• _What is expected_: Could you print exactly the lines of the listing below, starting at the line that has "use std::collections::HashMap;" and ending at the line that has "Easy to test.", and only those lines?

• _Raw data_:
=-=-=
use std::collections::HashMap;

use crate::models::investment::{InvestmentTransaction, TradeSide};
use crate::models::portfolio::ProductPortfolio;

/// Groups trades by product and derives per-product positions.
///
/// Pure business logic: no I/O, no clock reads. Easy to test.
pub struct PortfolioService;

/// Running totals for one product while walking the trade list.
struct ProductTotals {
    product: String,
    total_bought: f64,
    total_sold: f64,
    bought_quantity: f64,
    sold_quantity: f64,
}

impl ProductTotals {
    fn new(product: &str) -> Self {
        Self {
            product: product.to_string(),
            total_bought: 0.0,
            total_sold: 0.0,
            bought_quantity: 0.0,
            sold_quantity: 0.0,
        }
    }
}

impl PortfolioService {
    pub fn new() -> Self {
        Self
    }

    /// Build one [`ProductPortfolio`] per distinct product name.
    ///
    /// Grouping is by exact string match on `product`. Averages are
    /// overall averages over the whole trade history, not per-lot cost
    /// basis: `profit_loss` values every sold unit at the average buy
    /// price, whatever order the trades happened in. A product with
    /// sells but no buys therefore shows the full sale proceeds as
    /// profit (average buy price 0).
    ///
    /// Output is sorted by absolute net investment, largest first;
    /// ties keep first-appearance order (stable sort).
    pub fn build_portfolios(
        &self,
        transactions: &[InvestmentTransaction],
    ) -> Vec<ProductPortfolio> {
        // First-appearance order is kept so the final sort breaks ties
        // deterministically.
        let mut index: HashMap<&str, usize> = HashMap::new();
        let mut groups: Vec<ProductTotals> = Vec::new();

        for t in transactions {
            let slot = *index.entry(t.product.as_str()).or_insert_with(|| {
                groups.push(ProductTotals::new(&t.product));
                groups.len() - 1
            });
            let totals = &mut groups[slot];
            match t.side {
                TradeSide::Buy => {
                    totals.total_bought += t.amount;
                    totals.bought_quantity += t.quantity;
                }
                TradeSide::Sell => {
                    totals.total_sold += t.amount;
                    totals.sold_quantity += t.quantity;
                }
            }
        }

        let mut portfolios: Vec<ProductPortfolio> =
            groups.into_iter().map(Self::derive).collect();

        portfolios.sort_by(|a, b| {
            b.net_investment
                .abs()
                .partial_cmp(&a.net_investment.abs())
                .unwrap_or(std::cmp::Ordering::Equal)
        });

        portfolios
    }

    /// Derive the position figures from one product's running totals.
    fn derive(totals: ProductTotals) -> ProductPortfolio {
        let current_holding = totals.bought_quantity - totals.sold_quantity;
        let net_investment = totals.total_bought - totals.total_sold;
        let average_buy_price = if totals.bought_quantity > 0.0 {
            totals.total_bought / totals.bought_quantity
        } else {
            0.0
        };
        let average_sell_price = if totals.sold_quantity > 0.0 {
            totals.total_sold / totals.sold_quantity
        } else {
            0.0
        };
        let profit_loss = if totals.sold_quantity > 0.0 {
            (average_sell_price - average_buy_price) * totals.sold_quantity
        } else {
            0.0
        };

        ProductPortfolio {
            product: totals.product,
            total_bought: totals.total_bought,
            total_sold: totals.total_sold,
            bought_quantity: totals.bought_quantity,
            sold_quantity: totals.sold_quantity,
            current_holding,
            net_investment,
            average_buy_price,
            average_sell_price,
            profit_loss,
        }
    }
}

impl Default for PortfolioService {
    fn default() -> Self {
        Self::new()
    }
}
=-=-=
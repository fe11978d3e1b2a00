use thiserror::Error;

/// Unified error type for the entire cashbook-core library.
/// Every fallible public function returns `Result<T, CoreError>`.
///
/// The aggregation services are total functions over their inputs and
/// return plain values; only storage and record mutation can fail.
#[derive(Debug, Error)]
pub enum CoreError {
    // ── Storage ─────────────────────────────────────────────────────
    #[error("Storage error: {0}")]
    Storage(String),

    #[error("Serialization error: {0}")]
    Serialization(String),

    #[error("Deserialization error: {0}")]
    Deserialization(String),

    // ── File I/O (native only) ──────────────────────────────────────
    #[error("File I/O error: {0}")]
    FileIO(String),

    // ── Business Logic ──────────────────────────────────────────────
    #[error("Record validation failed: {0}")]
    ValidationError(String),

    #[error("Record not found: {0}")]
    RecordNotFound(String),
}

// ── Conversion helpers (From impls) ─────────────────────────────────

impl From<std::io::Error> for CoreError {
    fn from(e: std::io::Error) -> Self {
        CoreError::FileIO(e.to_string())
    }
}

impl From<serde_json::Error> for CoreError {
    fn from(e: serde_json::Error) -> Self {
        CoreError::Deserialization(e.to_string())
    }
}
=-=-=
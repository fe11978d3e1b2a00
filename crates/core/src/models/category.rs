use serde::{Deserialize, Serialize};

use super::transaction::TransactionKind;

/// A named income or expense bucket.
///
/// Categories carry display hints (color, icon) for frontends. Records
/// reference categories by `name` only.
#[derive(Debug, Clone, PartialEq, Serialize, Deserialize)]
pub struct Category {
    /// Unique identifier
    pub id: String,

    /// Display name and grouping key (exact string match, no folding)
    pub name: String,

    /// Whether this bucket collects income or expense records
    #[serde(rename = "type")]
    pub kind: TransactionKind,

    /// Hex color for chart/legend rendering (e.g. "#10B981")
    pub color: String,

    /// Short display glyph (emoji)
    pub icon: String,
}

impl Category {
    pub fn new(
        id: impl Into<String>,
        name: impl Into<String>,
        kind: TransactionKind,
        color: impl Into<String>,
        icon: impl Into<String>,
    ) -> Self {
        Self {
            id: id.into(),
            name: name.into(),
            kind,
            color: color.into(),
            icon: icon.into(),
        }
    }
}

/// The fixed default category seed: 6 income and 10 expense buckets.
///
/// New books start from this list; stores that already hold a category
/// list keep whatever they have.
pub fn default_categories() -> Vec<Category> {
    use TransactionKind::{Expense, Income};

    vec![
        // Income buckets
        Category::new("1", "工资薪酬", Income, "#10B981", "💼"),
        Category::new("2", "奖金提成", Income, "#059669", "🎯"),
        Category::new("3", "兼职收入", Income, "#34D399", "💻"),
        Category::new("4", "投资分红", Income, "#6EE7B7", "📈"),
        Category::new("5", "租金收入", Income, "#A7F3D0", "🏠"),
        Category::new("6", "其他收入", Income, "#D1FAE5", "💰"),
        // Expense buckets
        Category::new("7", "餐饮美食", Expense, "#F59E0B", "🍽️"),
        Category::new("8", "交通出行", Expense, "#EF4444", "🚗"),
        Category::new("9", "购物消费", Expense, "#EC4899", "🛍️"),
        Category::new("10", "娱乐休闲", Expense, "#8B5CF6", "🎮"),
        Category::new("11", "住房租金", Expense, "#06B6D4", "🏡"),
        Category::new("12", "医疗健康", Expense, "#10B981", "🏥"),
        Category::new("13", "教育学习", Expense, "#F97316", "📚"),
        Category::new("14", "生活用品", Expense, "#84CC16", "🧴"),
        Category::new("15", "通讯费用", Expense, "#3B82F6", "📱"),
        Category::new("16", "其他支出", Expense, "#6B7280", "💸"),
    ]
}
=-=-=
• _Your response_:
use std::collections::HashMap;

use crate::models::investment::{InvestmentTransaction, TradeSide};
use crate::models::portfolio::ProductPortfolio;

/// Groups trades by product and derives per-product positions.
///
/// Pure business logic: no I/O, no clock reads. Easy to test.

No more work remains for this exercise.